Behavior Profile: Delayed Cord Clamping
Goal has not been set
Provider delays clamping umbilical cord for 60 seconds post-delivery, or until cord stops pulsating
The proportion of live births in which the cord was clamped after a minimum of 60 seconds post-delivery

Behavior Analysis

Strategy

BEHAVIOR AND STEPS

What steps are needed to practice this behavior?

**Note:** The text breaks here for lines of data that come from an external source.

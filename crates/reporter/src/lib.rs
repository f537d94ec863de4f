//! Statbridge - Reporter
//!
//! The reporting/refresh engine: maintains one outbound connection per
//! collector, translates metric updates into protocol lines, reconnects
//! with a fixed backoff on failure, and re-emits the last known value for
//! every subscribed metric on a heartbeat cadence.
//!
//! # Architecture
//!
//! ```text
//! [ReporterHandle] --mpsc--> [Reporter task] --line--> [Collector]
//!                                 ^    |
//!                                 |    v
//!                            refresh / reconnect timers
//! ```
//!
//! A single tokio task exclusively owns the connection state and the
//! per-key timer table; every report, refresh fire, unsubscribe, and
//! reconnect attempt is serialized through its mailbox. Timers are
//! delayed self-sends into the same mailbox, so no two handlers ever run
//! concurrently against the shared state.
//!
//! # Delivery semantics
//!
//! Reporting is best-effort, at-most-once. Values reported while the
//! collector is unreachable are dropped (and counted), not buffered; the
//! next successful report for a key resumes its heartbeat.

mod connection;
mod counters;
mod error;
mod profile;
mod refresh;
mod reporter;

pub use connection::{Connection, ConnectOptions, Target};
pub use counters::{CountersSnapshot, ReporterCounters};
pub use error::ReportError;
pub use profile::Profile;
pub use reporter::{Reporter, ReporterHandle};

use tokio_util::sync::CancellationToken;

/// Spawn a reporter for `profile` as a background task.
///
/// Returns the handle for feeding it. The task runs until `cancel` fires
/// or the last handle is dropped.
pub fn spawn(profile: Profile, cancel: CancellationToken) -> ReporterHandle {
    let (reporter, handle) = Reporter::new(profile);
    tokio::spawn(reporter.run(cancel));
    handle
}
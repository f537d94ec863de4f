//! graphite collector configuration (Profile B)
//!
//! The graphite plaintext protocol is fire-and-forget TCP: one metric
//! line per value, no replies.
//!
//! # Example
//!
//! ```toml
//! [graphite]
//! host = "carbon.example.com"
//! port = 2003
//! api_key = "key1"
//! prefix = "prod"
//! ```

use serde::Deserialize;
use std::time::Duration;

/// graphite collector configuration
#[derive(Debug, Clone, Deserialize)]
#[serde(default)]
pub struct GraphiteConfig {
    /// Collector host
    /// Required
    pub host: String,

    /// Collector port
    /// Default: 2003 (carbon plaintext)
    pub port: u16,

    /// Top-level namespace for every metric path
    /// Required
    pub api_key: String,

    /// Optional sub-namespace between the api key and the metric path
    pub prefix: Option<String>,

    /// Opaque passthrough tag; not interpreted by the bridge
    pub mode: Option<String>,

    /// Connect timeout
    /// Default: 5s
    #[serde(with = "humantime_serde")]
    pub connect_timeout: Duration,

    /// How long a value stays fresh before it is re-emitted
    /// Default: 10s
    #[serde(with = "humantime_serde")]
    pub refresh_interval: Duration,

    /// Wait time between reconnect attempts
    /// Default: 30s
    #[serde(with = "humantime_serde")]
    pub reconnect_interval: Duration,

    /// TCP keep-alive enabled
    /// Default: true
    pub tcp_keepalive: bool,

    /// TCP keep-alive probe interval
    /// Default: 30s
    #[serde(with = "humantime_serde")]
    pub tcp_keepalive_interval: Duration,
}

impl Default for GraphiteConfig {
    fn default() -> Self {
        Self {
            host: String::new(),
            port: 2003,
            api_key: String::new(),
            prefix: None,
            mode: None,
            connect_timeout: Duration::from_millis(5000),
            refresh_interval: Duration::from_secs(10),
            reconnect_interval: Duration::from_secs(30),
            tcp_keepalive: true,
            tcp_keepalive_interval: Duration::from_secs(30),
        }
    }
}

#[cfg(test)]
mod tests {
    use super::*;

    #[test]
    fn test_default_config() {
        let config = GraphiteConfig::default();
        assert_eq!(config.port, 2003);
        assert!(config.prefix.is_none());
        assert!(config.mode.is_none());
        assert_eq!(config.connect_timeout, Duration::from_secs(5));
        assert_eq!(config.refresh_interval, Duration::from_secs(10));
        assert_eq!(config.reconnect_interval, Duration::from_secs(30));
        assert!(config.tcp_keepalive);
    }

    #[test]
    fn test_deserialize_minimal() {
        let toml = r#"
host = "carbon"
api_key = "key1"
"#;
        let config: GraphiteConfig = toml::from_str(toml).unwrap();
        assert_eq!(config.host, "carbon");
        assert_eq!(config.api_key, "key1");
        assert_eq!(config.port, 2003);
    }

    #[test]
    fn test_deserialize_full() {
        let toml = r#"
host = "carbon"
port = 2004
api_key = "key1"
prefix = "prod"
mode = "aggregate"
connect_timeout = "1s"
refresh_interval = "500ms"
reconnect_interval = "2s"
tcp_keepalive = false
"#;
        let config: GraphiteConfig = toml::from_str(toml).unwrap();
        assert_eq!(config.port, 2004);
        assert_eq!(config.prefix.as_deref(), Some("prod"));
        assert_eq!(config.mode.as_deref(), Some("aggregate"));
        assert_eq!(config.refresh_interval, Duration::from_millis(500));
        assert!(!config.tcp_keepalive);
    }
}
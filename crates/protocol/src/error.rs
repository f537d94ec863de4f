//! Protocol error types

use thiserror::Error;

/// Errors that can occur when parsing collector replies
#[derive(Debug, Error)]
pub enum ProtocolError {
    /// Reply line does not match `<int status><space><message>`
    #[error("malformed reply: {0:?}")]
    MalformedReply(String),

    /// Reply line is empty (peer closed mid-frame)
    #[error("empty reply")]
    EmptyReply,
}

impl ProtocolError {
    /// Create a malformed reply error, truncating oversized payloads
    pub fn malformed_reply(line: &str) -> Self {
        const MAX_CAPTURE: usize = 128;
        if line.is_empty() {
            return Self::EmptyReply;
        }
        Self::MalformedReply(line.chars().take(MAX_CAPTURE).collect())
    }
}
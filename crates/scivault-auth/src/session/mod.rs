//! Session lifecycle: login, impersonation, joining, expiry.

pub mod manager;
pub mod sweeper;

pub use manager::SessionManager;
pub use sweeper::run_sweeper;
//! # scivault-entity
//!
//! Domain entity models for SciVault. Every struct in this crate
//! represents a directory record or a domain value object. All entities
//! derive `Debug`, `Clone`, `Serialize`, and `Deserialize`.

pub mod group;
pub mod permission;
pub mod recovery;
pub mod session;
pub mod user;
//! Convenience result type alias for SciVault.

use crate::error::AppError;

/// A specialized `Result` type for SciVault operations.
///
/// This is defined as a convenience so that every crate does not need to
/// write `Result<T, AppError>` explicitly.
pub type AppResult<T> = Result<T, AppError>;
//! Core trait definitions shared across crates.

pub mod identity;

pub use identity::{IdentityStore, SecretHandle};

Provider delays clamping umbilical cord for 60 seconds post-delivery, or until cord stops pulsating

  1. Facility might lack timer to measure interval post-birth for DCC
  2. Wait 30-60 seconds or until cord stops pulsating, while continuing active management of the third stage of labor (AMTSL) and implementation of other newborn care protocols
  3. Clamp and cut cord after 30-60 seconds, or after cord stops pulsating
  4. Ensure multi-disciplinary care team is present at birth, especially in instances of complications or cesarean

FACTORS

What factors may prevent or support practice of this behavior?
Structural
Service Provider Competencies: Provider Capacity and Commitment: Providers are unconvinced of the benefit, especially to healthy babies
Service Provider Competencies: Provider Capacity and Commitment: Providers with many years of experience cut cord immediately out of habit
Service Provider Competencies: Provider Capacity and Commitment: Providers are anxious about babies born with complications and unsure of DCC’s importance in those settings
Service Provider Competencies: Provider Capacity and Commitment: Although not adding extra work, DCC represents a process change and often feels like a burden to an already overwhelmed provider
Social
Norms: Social/Colleague Support and Internal Motivation: Some providers feel they have been successfully delivering babies for their whole careers and are reluctant to change their practice
Norms: Social/Colleague Support and Internal Motivation: Providers are heavily influenced by the practices and beliefs of colleagues, especially in resource-limited settings. DCC is not the norm, so providers are reluctant to attempt it
Norms: Social/Colleague Support and Internal Motivation: Some providers adopt DCC after introduction to it but revert to immediate clamping without reminders and supervision
Norms: Social/Colleague Support and Internal Motivation: Providers want to support mother-baby dyad and the family’s interest in immediately drying and wrapping the baby

SUPPORTING ACTORS AND ACTIONS

Who must support the practice of this behavior, and what actions must they take?
Institutional
Policymakers: Clarify DCC policy and disseminate to all providers
Managers: Ensure ongoing training opportunities on key issues and practices relating to newborn survival like DCC
Household
Family Members: Learn about DCC and encourage any birth attendant to implement it

POSSIBLE PROGRAM STRATEGIES

What strategies will best focus our efforts based on this analysis?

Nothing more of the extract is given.